> WHAT IS NEEDED:
From the first line onward, reproduce the records exactly; the final line to include is the one holding "one lookup set.".

[Start of Attachment]

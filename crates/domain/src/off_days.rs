// Copyright (C) 2026 Fred Clausen
// Use of this source code is governed by an MIT-style
// license that can be found in the LICENSE file or at
// https://opensource.org/licenses/MIT.

//! Holidays and company off-days merged into one lookup set.

use serde::{Deserialize, Serialize};
use std::collections::BTreeSet;
use time::Date;

/// The dates on which no leave is needed to be off work.
///
/// National holidays and company off-days are kept as two sets so that
/// reports can tell them apart, while scheduling treats their union
/// uniformly. Dates are calendar days, so a holiday listed twice (or as
/// both a holiday and a company off-day) counts once.
#[derive(Debug, Clone, Default, PartialEq, Eq, Serialize, Deserialize)]
pub struct OffDaySet {
    /// National or public holidays.
    holidays: BTreeSet<Date>,
    /// Company-mandated closures.
    company_off_days: BTreeSet<Date>,
}

impl OffDaySet {
    /// Creates an off-day set from holiday and company off-day lists.
    ///
    /// Input order and duplicates do not matter.
    #[must_use]
    pub fn new<H, C>(holidays: H, company_off_days: C) -> Self
    where
        H: IntoIterator<Item = Date>,
        C: IntoIterator<Item = Date>,
    {
        Self {
            holidays: holidays.into_iter().collect(),
            company_off_days: company_off_days.into_iter().collect(),
        }
    }

    /// Returns whether `date` is a holiday or a company off-day.
    #[must_use]
    pub fn contains(&self, date: Date) -> bool {
        self.holidays.contains(&date) || self.company_off_days.contains(&date)
    }

    /// Returns whether `date` is a national holiday.
    #[must_use]
    pub fn is_holiday(&self, date: Date) -> bool {
        self.holidays.contains(&date)
    }

    /// Returns whether `date` is a company off-day.
    #[must_use]
    pub fn is_company_off_day(&self, date: Date) -> bool {
        self.company_off_days.contains(&date)
    }

    /// Returns the national holidays in ascending order.
    #[must_use]
    pub const fn holidays(&self) -> &BTreeSet<Date> {
        &self.holidays
    }

    /// Returns the company off-days in ascending order.
    #[must_use]
    pub const fn company_off_days(&self) -> &BTreeSet<Date> {
        &self.company_off_days
    }

    /// Returns the deduplicated union in ascending order.
    pub fn iter(&self) -> impl Iterator<Item = Date> + '_ {
        self.holidays.union(&self.company_off_days).copied()
    }

    /// Returns the number of distinct off-days.
    #[must_use]
    pub fn len(&self) -> usize {
        self.iter().count()
    }

    /// Returns whether there are no off-days at all.
    #[must_use]
    pub fn is_empty(&self) -> bool {
        self.holidays.is_empty() && self.company_off_days.is_empty()
    }
}
// Copyright (C) 2026 Fred Clausen
// Use of this source code is governed by an MIT-style
// license that can be found in the LICENSE file or at
// https://opensource.org/licenses/MIT.

#![allow(clippy::expect_used, clippy::unwrap_used)]

mod helpers;
mod optimizer_tests;
// Copyright (C) 2026 Fred Clausen
// Use of this source code is governed by an MIT-style
// license that can be found in the LICENSE file or at
// https://opensource.org/licenses/MIT.

#![allow(clippy::expect_used, clippy::unwrap_used)]
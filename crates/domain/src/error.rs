// Copyright (C) 2026 Fred Clausen
// Use of this source code is governed by an MIT-style
// license that can be found in the LICENSE file or at
// https://opensource.org/licenses/MIT.

use time::Date;

/// Errors that can occur during domain validation.
#[derive(Debug, Clone, PartialEq, Eq)]
pub enum DomainError {
    /// The leave-day budget is zero or negative.
    InvalidBudget {
        /// The rejected budget value.
        budget: i64,
    },
    /// The planning window is empty or inverted.
    InvalidRange {
        /// The requested window start.
        start: Date,
        /// The requested window end.
        end: Date,
    },
    /// The vacation style is not one of the recognized styles.
    UnknownStyle(String),
    /// A weekend day-of-week index is outside 0-6.
    InvalidWeekendDay {
        /// The rejected index.
        index: u8,
    },
    /// The weekend set has no days.
    EmptyWeekend,
    /// Failed to parse date from string.
    DateParseError {
        /// The invalid date string.
        date_string: String,
        /// The parsing error message.
        error: String,
    },
}

impl std::fmt::Display for DomainError {
    fn fmt(&self, f: &mut std::fmt::Formatter<'_>) -> std::fmt::Result {
        match self {
            Self::InvalidBudget { budget } => {
                write!(
                    f,
                    "Invalid leave budget: {budget}. Must be greater than 0"
                )
            }
            Self::InvalidRange { start, end } => {
                write!(
                    f,
                    "Invalid planning window: start date {start} must be before end date {end}"
                )
            }
            Self::UnknownStyle(style) => write!(f, "Unknown vacation style: '{style}'"),
            Self::InvalidWeekendDay { index } => {
                write!(
                    f,
                    "Invalid weekend day index: {index}. Must be between 0 (Sunday) and 6 (Saturday)"
                )
            }
            Self::EmptyWeekend => write!(f, "Weekend must include at least one day"),
            Self::DateParseError { date_string, error } => {
                write!(f, "Failed to parse date '{date_string}': {error}")
            }
        }
    }
}

impl std::error::Error for DomainError {}
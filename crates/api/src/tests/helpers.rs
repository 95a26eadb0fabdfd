// Copyright (C) 2026 Fred Clausen
// Use of this source code is governed by an MIT-style
// license that can be found in the LICENSE file or at
// https://opensource.org/licenses/MIT.

//! Test helper functions and fixtures.

use crate::OptimizeRequest;

/// January 2024 with Martin Luther King Jr. Day, one leave day, long weekends.
pub fn create_test_request() -> OptimizeRequest {
    OptimizeRequest {
        leave_days_budget: 1,
        start_date: String::from("2024-01-01"),
        end_date: String::from("2024-01-31"),
        holidays: vec![String::from("2024-01-15")],
        company_off_days: Vec::new(),
        style: String::from("long_weekends"),
        weekend_days: vec![0, 6],
    }
}

/// Parses an `OptimizeRequest` from JSON, relying on field defaults.
pub fn request_from_json(json: &str) -> OptimizeRequest {
    serde_json::from_str(json).unwrap()
}
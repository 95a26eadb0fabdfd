// Copyright (C) 2026 Fred Clausen
// Use of this source code is governed by an MIT-style
// license that can be found in the LICENSE file or at
// https://opensource.org/licenses/MIT.

//! API boundary for the leave planner.
//!
//! Translates string-typed requests into engine requests, engine schedules
//! into response DTOs, and schedules into their JSON and CSV export forms.

#![deny(
    clippy::pedantic,
    clippy::cargo,
    clippy::nursery,
    clippy::style,
    clippy::correctness,
    clippy::all,
    clippy::unwrap_used,
    clippy::expect_used
)]

mod dates;
mod error;
mod export;
mod handlers;
mod request_response;

#[cfg(test)]
mod tests;

pub use dates::{format_date, parse_date, parse_dates};
pub use error::{ApiError, translate_core_error, translate_domain_error};
pub use export::{CSV_HEADERS, ExportDocument, ExportError, export_csv, export_json, import_json};
pub use handlers::{build_optimize_response, list_styles, optimize, to_optimization_request};
pub use request_response::{
    ListStylesResponse, MetadataResponse, OptimizeRequest, OptimizeResponse, PeriodResponse,
    StyleInfo,
};
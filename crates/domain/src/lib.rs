// Copyright (C) 2026 Fred Clausen
// Use of this source code is governed by an MIT-style
// license that can be found in the LICENSE file or at
// https://opensource.org/licenses/MIT.

#![deny(
    clippy::pedantic,
    clippy::cargo,
    clippy::nursery,
    clippy::style,
    clippy::correctness,
    clippy::all,
    clippy::suspicious,
    clippy::complexity,
    clippy::perf,
    clippy::unwrap_used,
    clippy::expect_used
)]

mod calendar;
mod error;
mod off_days;
mod types;
mod validation;
mod window;

#[cfg(test)]
mod tests;

pub use calendar::{Calendar, CalendarDay, dates};
pub use error::DomainError;
pub use off_days::OffDaySet;
pub use types::{DayKind, VacationStyle, WeekendDays};
pub use validation::{validate_budget, validate_window};
pub use window::PlanningWindow;
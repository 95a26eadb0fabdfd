// Copyright (C) 2026 Fred Clausen
// Use of this source code is governed by an MIT-style
// license that can be found in the LICENSE file or at
// https://opensource.org/licenses/MIT.

//! Leave-day optimization engine.
//!
//! Given a planning window, its off-days, a leave budget and a vacation
//! style, the engine finds candidate periods, allocates the budget to them
//! greedily and assembles the resulting schedule. Every run is a pure
//! function of its inputs.

#![deny(
    clippy::pedantic,
    clippy::cargo,
    clippy::nursery,
    clippy::style,
    clippy::correctness,
    clippy::all,
    clippy::suspicious,
    clippy::complexity,
    clippy::perf,
    clippy::unwrap_used,
    clippy::expect_used
)]

mod allocator;
mod error;
mod finder;
mod opportunity;
mod optimizer;
mod schedule;

#[cfg(test)]
mod tests;

pub use allocator::{Allocation, allocate};
pub use error::CoreError;
pub use finder::{
    MAX_BRIDGE_GAP, MINI_BREAK_LENGTH, find_holiday_bridges, find_mini_breaks,
    find_weekend_extensions,
};
pub use opportunity::{Opportunity, OpportunityKind, rank};
pub use optimizer::{
    LONG_WEEKEND_SHARE_PERCENT, OptimizationRequest, long_weekend_share, optimize, plan,
};
pub use schedule::{Schedule, ScheduleMetadata, VacationPeriod};
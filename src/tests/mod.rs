use mongodb::bson::doc;
use mongodb::bson::Document;
use serde::Deserialize;
use slog::o;
use slog::Logger;

mod adapter;
mod cache;

/// Model the sample documents project onto.
#[derive(Clone, Debug, PartialEq, Deserialize)]
pub struct Point {
    pub x: i32,
}

pub fn logger() -> Logger {
    Logger::root(slog::Discard, o!())
}

pub fn points() -> Vec<Document> {
    vec![doc! {"x": 1}, doc! {"x": 2}, doc! {"x": 3}]
}
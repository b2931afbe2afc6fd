//! Synchronous adapter over MongoDB cursors with optional typed projections.
//!
//! A [`CursorAdapter`] wraps a [`CursorQuery`], which knows how to open a cursor
//! and which [`Projection`] converts its raw documents.
//! Results can then be pulled one at a time or materialized in bulk:
//!
//! ```ignore
//! let query = FindQuery::new(collection, doc! {"kind": "book"}, logger.clone())
//!     .sort(doc! {"title": 1})
//!     .project::<Book>();
//! let mut adapter = CursorAdapter::new(query, logger);
//! let books: Vec<Book> = adapter.materialize(Some(10))?;
//! ```
//!
//! ## Caching
//!
//! Bulk results are cached by each adapter: repeated calls to [`CursorAdapter::materialize`]
//! do not open new cursors.
//! Queries that provide a [`CursorQuery::cache_key`] can also share results across adapters
//! through a [`QueryCache`].
mod adapter;
mod cache;
mod conf;
mod errors;
mod mongo;
mod projection;
mod query;
mod source;

pub mod logging;
#[cfg(any(test, feature = "test-fixture"))]
pub mod mock;
pub mod telemetry;

#[cfg(test)]
mod tests;

pub use self::adapter::CursorAdapter;
pub use self::adapter::Iter;
pub use self::cache::QueryCache;
pub use self::conf::CacheConf;
pub use self::conf::Conf;
pub use self::conf::ConfError;
pub use self::conf::MongoDBConf;
pub use self::errors::CursorFetchError;
pub use self::errors::StateError;
pub use self::errors::ValidationError;
pub use self::mongo::FindQuery;
pub use self::projection::document_id;
pub use self::projection::Model;
pub use self::projection::Projection;
pub use self::projection::RawDocument;
pub use self::query::CursorQuery;
pub use self::query::Output;
pub use self::source::BoxedSource;
pub use self::source::DocumentSource;
pub use self::source::DriverCursor;
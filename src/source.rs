//! Raw document sources backing cursor adapters.
use anyhow::Context;
use anyhow::Result;
use mongodb::bson::Document;

use crate::errors::CursorFetchError;
use crate::telemetry::DOCUMENTS_FETCHED;

/// Boxed [`DocumentSource`] handed out by queries.
pub type BoxedSource = Box<dyn DocumentSource>;

/// Incremental and bulk access to the documents of an open cursor.
pub trait DocumentSource {
    /// Fetch the next raw document, or `None` once the cursor is exhausted.
    fn next_document(&mut self) -> Result<Option<Document>>;

    /// Fetch all remaining documents in cursor order.
    fn fetch_all(&mut self) -> Result<Vec<Document>> {
        let mut documents = Vec::new();
        while let Some(document) = self.next_document()? {
            documents.push(document);
        }
        Ok(documents)
    }
}

/// [`DocumentSource`] over a MongoDB sync cursor.
pub struct DriverCursor {
    cursor: mongodb::sync::Cursor<Document>,
    namespace: String,
}

impl DriverCursor {
    pub fn new<S: Into<String>>(cursor: mongodb::sync::Cursor<Document>, namespace: S) -> Self {
        DriverCursor {
            cursor,
            namespace: namespace.into(),
        }
    }
}

impl DocumentSource for DriverCursor {
    fn next_document(&mut self) -> Result<Option<Document>> {
        let document = match self.cursor.next() {
            None => return Ok(None),
            Some(document) => document.context(CursorFetchError)?,
        };
        DOCUMENTS_FETCHED
            .with_label_values(&[self.namespace.as_str()])
            .inc();
        Ok(Some(document))
    }
}
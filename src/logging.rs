use std::io::stderr;
use std::io::Write;
use std::sync::Mutex;

use serde::Deserialize;
use serde::Serialize;
use slog::o;
use slog::Drain;
use slog::FnValue;
use slog::IgnoreResult;
use slog::Logger;
use slog::OwnedKVList;
use slog::Record;
use slog_async::Async;
use slog_json::Json;

/// Drop records below the configured level.
#[derive(Debug, Clone)]
struct LevelFilter<D: Drain>(pub D, pub slog::Level);
impl<D: Drain> Drain for LevelFilter<D> {
    type Ok = ();
    type Err = D::Err;
    fn log(
        &self,
        record: &Record,
        logger_values: &OwnedKVList,
    ) -> std::result::Result<Self::Ok, Self::Err> {
        if record.level().is_at_least(self.1) {
            self.0.log(record, logger_values)?;
        }
        Ok(())
    }
}

/// Enumerate valid log verbosity levels.
#[derive(Clone, Copy, Eq, PartialEq, Hash, Debug, Serialize, Deserialize, clap::ValueEnum)]
#[serde(rename_all = "lowercase")]
pub enum LogLevel {
    Critical,
    Error,
    Warning,
    Info,
    Debug,
}

impl Default for LogLevel {
    #[cfg(debug_assertions)]
    fn default() -> LogLevel {
        LogLevel::Debug
    }

    #[cfg(not(debug_assertions))]
    fn default() -> LogLevel {
        LogLevel::Info
    }
}

impl From<LogLevel> for slog::Level {
    fn from(level: LogLevel) -> Self {
        match level {
            LogLevel::Critical => slog::Level::Critical,
            LogLevel::Error => slog::Level::Error,
            LogLevel::Warning => slog::Level::Warning,
            LogLevel::Info => slog::Level::Info,
            LogLevel::Debug => slog::Level::Debug,
        }
    }
}

/// Creates a JSON [`Logger`] writing to standard error.
///
/// Standard output is left free for command results.
/// Records are flushed from a background thread when `asynchronous` is set.
pub fn configure(level: LogLevel, asynchronous: bool) -> Logger {
    build_logger(stderr(), level, asynchronous)
}

fn build_logger<W>(writer: W, level: LogLevel, asynchronous: bool) -> Logger
where
    W: Write + Send + 'static,
{
    let drain = Json::new(writer)
        .set_newlines(true)
        .set_pretty(false)
        .add_default_keys()
        .build();
    let drain = Mutex::new(drain).map(IgnoreResult::new);
    let drain = LevelFilter(drain, level.into());
    let values = o!("module" => FnValue(|rinfo: &Record| rinfo.module()));
    match asynchronous {
        true => Logger::root(Async::new(drain).build().ignore_res(), values),
        false => Logger::root(drain, values),
    }
}
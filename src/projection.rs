//! Conversion of raw documents into the results returned by cursor adapters.
use std::marker::PhantomData;

use anyhow::Result;
use mongodb::bson::Bson;
use mongodb::bson::Document;
use serde::de::DeserializeOwned;

use crate::errors::ValidationError;
use crate::telemetry::VALIDATION_ERRORS;

/// Converts raw documents into adapter results.
pub trait Projection {
    /// Type of the converted results.
    type Output;

    /// Name of the model documents are converted into, `None` for raw documents.
    fn model_name(&self) -> Option<&'static str>;

    /// Convert a raw document, failing with a [`ValidationError`] if it does not fit the model.
    fn convert(&self, document: Document) -> Result<Self::Output>;
}

/// No projection model: raw documents are returned unchanged.
#[derive(Clone, Copy, Debug, Default, Eq, PartialEq)]
pub struct RawDocument;

impl Projection for RawDocument {
    type Output = Document;

    fn model_name(&self) -> Option<&'static str> {
        None
    }

    fn convert(&self, document: Document) -> Result<Document> {
        Ok(document)
    }
}

/// Project raw documents onto the `T` model by deserializing them.
pub struct Model<T> {
    model: PhantomData<fn() -> T>,
}

impl<T> Model<T> {
    pub fn new() -> Model<T> {
        Model { model: PhantomData }
    }
}

impl<T> Clone for Model<T> {
    fn clone(&self) -> Self {
        Model::new()
    }
}

impl<T> Default for Model<T> {
    fn default() -> Self {
        Model::new()
    }
}

impl<T> std::fmt::Debug for Model<T> {
    fn fmt(&self, f: &mut std::fmt::Formatter<'_>) -> std::fmt::Result {
        f.debug_tuple("Model")
            .field(&std::any::type_name::<T>())
            .finish()
    }
}

impl<T> Projection for Model<T>
where
    T: DeserializeOwned,
{
    type Output = T;

    fn model_name(&self) -> Option<&'static str> {
        Some(std::any::type_name::<T>())
    }

    fn convert(&self, document: Document) -> Result<T> {
        let id = document_id(&document);
        let deserializer = mongodb::bson::Deserializer::new(Bson::Document(document));
        serde_path_to_error::deserialize::<_, T>(deserializer).map_err(|error| {
            VALIDATION_ERRORS.inc();
            let model = std::any::type_name::<T>();
            let path = error.path().to_string();
            let reason = error.into_inner().to_string();
            anyhow::Error::from(ValidationError::new(model, id, &path, reason))
        })
    }
}

/// Identify a document for error reporting.
pub fn document_id(document: &Document) -> String {
    match document.get("_id") {
        Some(Bson::ObjectId(id)) => id.to_hex(),
        Some(Bson::String(id)) => id.clone(),
        Some(id) => id.to_string(),
        None => "<NO ID>".into(),
    }
}
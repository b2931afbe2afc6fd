use anyhow::Context;
use anyhow::Result;
use mongodb::bson::Document;
use slog::debug;
use slog::warn;
use slog::Logger;

use crate::cache::QueryCache;
use crate::errors::StateError;
use crate::errors::ValidationError;
use crate::projection::Projection;
use crate::query::CursorQuery;
use crate::query::Output;
use crate::source::BoxedSource;
use crate::telemetry::CACHE_HITS;

/// Iteration state of a [`CursorAdapter`].
enum CursorState {
    NotStarted,
    Iterating(BoxedSource),
}

/// Iterate the cursor of a query and convert raw documents with its projection model.
///
/// Adapters offer two ways to consume results:
///
///   * Incrementally, with [`CursorAdapter::begin`] and [`CursorAdapter::advance`]
///     (or the [`CursorAdapter::iter`] wrapper).
///   * In bulk, with [`CursorAdapter::materialize`] and [`CursorAdapter::run`].
///
/// Bulk results are cached by the adapter after the first fetch so repeated calls
/// do not query the database again.
/// Adapters given a shared [`QueryCache`] also reuse results across instances.
pub struct CursorAdapter<Q: CursorQuery> {
    cache: Option<Vec<Document>>,
    logger: Logger,
    query: Q,
    shared_cache: Option<QueryCache>,
    state: CursorState,
}

impl<Q: CursorQuery> CursorAdapter<Q> {
    pub fn new(query: Q, logger: Logger) -> CursorAdapter<Q> {
        CursorAdapter {
            cache: None,
            logger,
            query,
            shared_cache: None,
            state: CursorState::NotStarted,
        }
    }

    /// Look up and store bulk results in the given shared cache.
    pub fn with_cache(mut self, cache: QueryCache) -> CursorAdapter<Q> {
        self.shared_cache = Some(cache);
        self
    }

    /// Request the next result from the cursor.
    ///
    /// # Return
    ///
    ///  * `Err(error)` if iteration was not started, the fetch failed or conversion failed.
    ///  * `Ok(None)` once the cursor is exhausted.
    ///  * `Ok(Some(result))` with the next converted result.
    pub fn advance(&mut self) -> Result<Option<Output<Q>>> {
        let cursor = match &mut self.state {
            CursorState::NotStarted => anyhow::bail!(StateError::NotStarted),
            CursorState::Iterating(cursor) => cursor,
        };
        let document = match cursor.next_document()? {
            None => return Ok(None),
            Some(document) => document,
        };
        let result = convert(&self.logger, self.query.projection_model(), document)?;
        Ok(Some(result))
    }

    /// Obtain the cursor to iterate over, if not already held.
    pub fn begin(&mut self) -> Result<()> {
        if let CursorState::Iterating(_) = self.state {
            return Ok(());
        }
        let cursor = self.open_cursor()?;
        debug!(self.logger, "Cursor iteration started");
        self.state = CursorState::Iterating(cursor);
        Ok(())
    }

    /// True once the adapter holds a cursor to iterate over.
    pub fn is_started(&self) -> bool {
        matches!(self.state, CursorState::Iterating(_))
    }

    /// Begin iteration and return an iterator over the remaining results.
    pub fn iter(&mut self) -> Result<Iter<'_, Q>> {
        self.begin()?;
        Ok(Iter { adapter: self })
    }

    /// Return up to `limit` results, or all of them if `limit` is `None`.
    ///
    /// The first call drains a freshly opened cursor, truncates the raw documents
    /// to `limit` and caches them.
    /// Later calls convert the cached documents instead of querying again,
    /// so the `limit` they are called with is ignored.
    pub fn materialize(&mut self, limit: Option<usize>) -> Result<Vec<Output<Q>>> {
        if self.cache.is_none() {
            let mut documents = self.fetch_all()?;
            if let Some(limit) = limit {
                documents.truncate(limit);
            }
            self.cache = Some(documents);
        } else {
            CACHE_HITS.with_label_values(&["adapter"]).inc();
            debug!(self.logger, "Reusing cached cursor results");
        }

        let cached = self.cache.as_deref().unwrap_or_default();
        let projection = self.query.projection_model();
        cached
            .iter()
            .cloned()
            .map(|document| convert(&self.logger, projection, document))
            .collect()
    }

    /// Access the query wrapped by this adapter.
    pub fn query(&self) -> &Q {
        &self.query
    }

    /// Return all results.
    pub fn run(&mut self) -> Result<Vec<Output<Q>>> {
        self.materialize(None)
    }

    /// Fetch all raw documents, from the shared cache if possible.
    fn fetch_all(&mut self) -> Result<Vec<Document>> {
        let key = match &self.shared_cache {
            None => None,
            Some(_) => self.query.cache_key(),
        };
        if let (Some(cache), Some(key)) = (&self.shared_cache, &key) {
            if let Some(documents) = cache.get(key) {
                CACHE_HITS.with_label_values(&["shared"]).inc();
                debug!(self.logger, "Reusing shared cache results"; "key" => %key);
                return Ok(documents);
            }
        }

        let mut cursor = self.open_cursor()?;
        let documents = cursor.fetch_all()?;
        debug!(self.logger, "Cursor drained"; "documents" => documents.len());
        if let (Some(cache), Some(key)) = (&self.shared_cache, key) {
            cache.set(key, documents.clone());
        }
        Ok(documents)
    }

    fn open_cursor(&self) -> Result<BoxedSource> {
        self.query
            .open_cursor()
            .context(StateError::CursorUnavailable)?
            .ok_or_else(|| anyhow::anyhow!(StateError::CursorUnavailable))
    }
}

/// Iterator over the results of a [`CursorAdapter`].
pub struct Iter<'a, Q: CursorQuery> {
    adapter: &'a mut CursorAdapter<Q>,
}

impl<'a, Q: CursorQuery> Iterator for Iter<'a, Q> {
    type Item = Result<Output<Q>>;

    fn next(&mut self) -> Option<Self::Item> {
        self.adapter.advance().transpose()
    }
}

/// Apply the projection model to a raw document, logging validation failures.
fn convert<P: Projection>(
    logger: &Logger,
    projection: &P,
    document: Document,
) -> Result<P::Output> {
    projection.convert(document).map_err(|error| {
        if let Some(invalid) = error.downcast_ref::<ValidationError>() {
            warn!(
                logger, "Document does not match the projection model";
                "document_id" => %invalid.document_id,
                "fields" => ?invalid.fields,
                "model" => invalid.model
            );
        }
        error
    })
}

[End of Attachment]

> RESPONSE TO THE EXERCISE:
filename crates/domain/src/off_days.rs
// Copyright (C) 2026 Fred Clausen
// Use of this source code is governed by an MIT-style
// license that can be found in the LICENSE file or at
// https://opensource.org/licenses/MIT.

//! Holidays and company off-days merged into one lookup set.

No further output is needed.